→ **Exercise details**
Every entry should be given again exactly, with nothing dropped.

** Source records follows **

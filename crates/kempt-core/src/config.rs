//! Project configuration: the `.kempt.toml` file.
//!
//! Rule tables map glob patterns to name-format strings. First match wins,
//! so declaration order is semantic and the tables deserialize into ordered
//! pairs rather than a map type.

use serde::de::{MapAccess, Visitor};
use serde::{Deserialize, Deserializer};

use crate::error::{Error, Result};
use crate::format::NameFormat;
use crate::glob::Glob;

/// The configuration filename that marks a folder as a project root.
pub const CONFIG_FILE_NAME: &str = ".kempt.toml";

/// An ordered set of `glob = "format"` rules, in declaration order.
#[derive(Debug, Clone, Default, PartialEq, Eq)]
pub struct RuleSet(Vec<(String, String)>);

impl RuleSet {
    pub fn iter(&self) -> std::slice::Iter<'_, (String, String)> {
        self.0.iter()
    }

    pub fn len(&self) -> usize {
        self.0.len()
    }

    pub fn is_empty(&self) -> bool {
        self.0.is_empty()
    }
}

impl From<Vec<(String, String)>> for RuleSet {
    fn from(rules: Vec<(String, String)>) -> Self {
        Self(rules)
    }
}

impl<'de> Deserialize<'de> for RuleSet {
    fn deserialize<D: Deserializer<'de>>(deserializer: D) -> std::result::Result<Self, D::Error> {
        struct RuleSetVisitor;

        impl<'de> Visitor<'de> for RuleSetVisitor {
            type Value = RuleSet;

            fn expecting(&self, f: &mut std::fmt::Formatter<'_>) -> std::fmt::Result {
                f.write_str("a table mapping glob patterns to name formats")
            }

            fn visit_map<A: MapAccess<'de>>(
                self,
                mut map: A,
            ) -> std::result::Result<RuleSet, A::Error> {
                let mut rules = Vec::new();
                while let Some(entry) = map.next_entry::<String, String>()? {
                    rules.push(entry);
                }
                Ok(RuleSet(rules))
            }
        }

        deserializer.deserialize_map(RuleSetVisitor)
    }
}

/// The parsed shape of a `.kempt.toml` file.
///
/// # Example
///
/// ```
/// use kempt_core::config::ProjectConfig;
///
/// let config = ProjectConfig::parse(".kempt.toml", r#"
/// ignore = ["**/generated"]
///
/// [files]
/// "**/*.rs" = "snake_case.lc"
///
/// [folders]
/// "**/*" = "kebab-case"
/// "#).unwrap();
///
/// assert_eq!(config.ignore, vec!["**/generated"]);
/// assert_eq!(config.files.len(), 1);
/// ```
#[derive(Debug, Clone, Default, Deserialize)]
pub struct ProjectConfig {
    /// Patterns to ignore, in addition to any ignore files.
    #[serde(default)]
    pub ignore: Vec<String>,

    /// File naming rules, first match wins.
    #[serde(default)]
    pub files: RuleSet,

    /// Folder naming rules, first match wins.
    #[serde(default)]
    pub folders: RuleSet,
}

impl ProjectConfig {
    /// Parse a config from TOML content.
    ///
    /// `path` only labels the error when parsing fails.
    pub fn parse(path: &str, content: &str) -> Result<Self> {
        toml::from_str(content).map_err(|e| Error::Config {
            path: path.to_string(),
            message: e.message().to_string(),
        })
    }

    /// Compile the declarative rules into matchable conventions.
    pub fn into_settings(self) -> Result<ProjectSettings> {
        Ok(ProjectSettings {
            ignore: self.ignore,
            file_conventions: parse_conventions(&self.files)?,
            folder_conventions: parse_conventions(&self.folders)?,
        })
    }
}

/// A glob scope paired with the name format its matches must follow.
#[derive(Debug, Clone)]
pub struct Convention {
    pub glob: Glob,
    pub format: NameFormat,
}

/// Compiled project settings: what to ignore and which conventions apply.
#[derive(Debug, Default)]
pub struct ProjectSettings {
    pub ignore: Vec<String>,
    pub file_conventions: Vec<Convention>,
    pub folder_conventions: Vec<Convention>,
}

fn parse_conventions(rules: &RuleSet) -> Result<Vec<Convention>> {
    rules
        .iter()
        .map(|(glob, format)| {
            Ok(Convention {
                glob: Glob::new(glob),
                format: NameFormat::parse(format)?,
            })
        })
        .collect()
}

** End of Source records **

→ **Exercise result**
filename crates/kempt-core/src/config.rs
//! Project configuration: the `.kempt.toml` file.
//!
//! Rule tables map glob patterns to name-format strings. First match wins,
//! so declaration order is semantic and the tables deserialize into ordered
//! pairs rather than a map type.

use serde::de::{MapAccess, Visitor};
use serde::{Deserialize, Deserializer};

use crate::error::{Error, Result};
use crate::format::NameFormat;
use crate::glob::Glob;

/// The configuration filename that marks a folder as a project root.
pub const CONFIG_FILE_NAME: &str = ".kempt.toml";

/// An ordered set of `glob = "format"` rules, in declaration order.
#[derive(Debug, Clone, Default, PartialEq, Eq)]
pub struct RuleSet(Vec<(String, String)>);

impl RuleSet {
    pub fn iter(&self) -> std::slice::Iter<'_, (String, String)> {
        self.0.iter()
    }

    pub fn len(&self) -> usize {
        self.0.len()
    }

    pub fn is_empty(&self) -> bool {
        self.0.is_empty()
    }
}

impl From<Vec<(String, String)>> for RuleSet {
    fn from(rules: Vec<(String, String)>) -> Self {
        Self(rules)
    }
}

impl<'de> Deserialize<'de> for RuleSet {
    fn deserialize<D: Deserializer<'de>>(deserializer: D) -> std::result::Result<Self, D::Error> {
        struct RuleSetVisitor;

        impl<'de> Visitor<'de> for RuleSetVisitor {
            type Value = RuleSet;

            fn expecting(&self, f: &mut std::fmt::Formatter<'_>) -> std::fmt::Result {
                f.write_str("a table mapping glob patterns to name formats")
            }

            fn visit_map<A: MapAccess<'de>>(
                self,
                mut map: A,
            ) -> std::result::Result<RuleSet, A::Error> {
                let mut rules = Vec::new();
                while let Some(entry) = map.next_entry::<String, String>()? {
                    rules.push(entry);
                }
                Ok(RuleSet(rules))
            }
        }

        deserializer.deserialize_map(RuleSetVisitor)
    }
}

/// The parsed shape of a `.kempt.toml` file.
///
/// # Example
///
/// ```
/// use kempt_core::config::ProjectConfig;
///
/// let config = ProjectConfig::parse(".kempt.toml", r#"
/// ignore = ["**/generated"]
///
/// [files]
/// "**/*.rs" = "snake_case.lc"
///
/// [folders]
/// "**/*" = "kebab-case"
/// "#).unwrap();
///
/// assert_eq!(config.ignore, vec!["**/generated"]);
/// assert_eq!(config.files.len(), 1);
/// ```
#[derive(Debug, Clone, Default, Deserialize)]
pub struct ProjectConfig {
    /// Patterns to ignore, in addition to any ignore files.
    #[serde(default)]
    pub ignore: Vec<String>,

    /// File naming rules, first match wins.
    #[serde(default)]
    pub files: RuleSet,

    /// Folder naming rules, first match wins.
    #[serde(default)]
    pub folders: RuleSet,
}

impl ProjectConfig {
    /// Parse a config from TOML content.
    ///
    /// `path` only labels the error when parsing fails.
    pub fn parse(path: &str, content: &str) -> Result<Self> {
        toml::from_str(content).map_err(|e| Error::Config {
            path: path.to_string(),
            message: e.message().to_string(),
        })
    }

    /// Compile the declarative rules into matchable conventions.
    pub fn into_settings(self) -> Result<ProjectSettings> {
        Ok(ProjectSettings {
            ignore: self.ignore,
            file_conventions: parse_conventions(&self.files)?,
            folder_conventions: parse_conventions(&self.folders)?,
        })
    }
}

/// A glob scope paired with the name format its matches must follow.
#[derive(Debug, Clone)]
pub struct Convention {
    pub glob: Glob,
    pub format: NameFormat,
}

/// Compiled project settings: what to ignore and which conventions apply.
#[derive(Debug, Default)]
pub struct ProjectSettings {
    pub ignore: Vec<String>,
    pub file_conventions: Vec<Convention>,
    pub folder_conventions: Vec<Convention>,
}

fn parse_conventions(rules: &RuleSet) -> Result<Vec<Convention>> {
    rules
        .iter()
        .map(|(glob, format)| {
            Ok(Convention {
                glob: Glob::new(glob),
                format: NameFormat::parse(format)?,
            })
        })
        .collect()
}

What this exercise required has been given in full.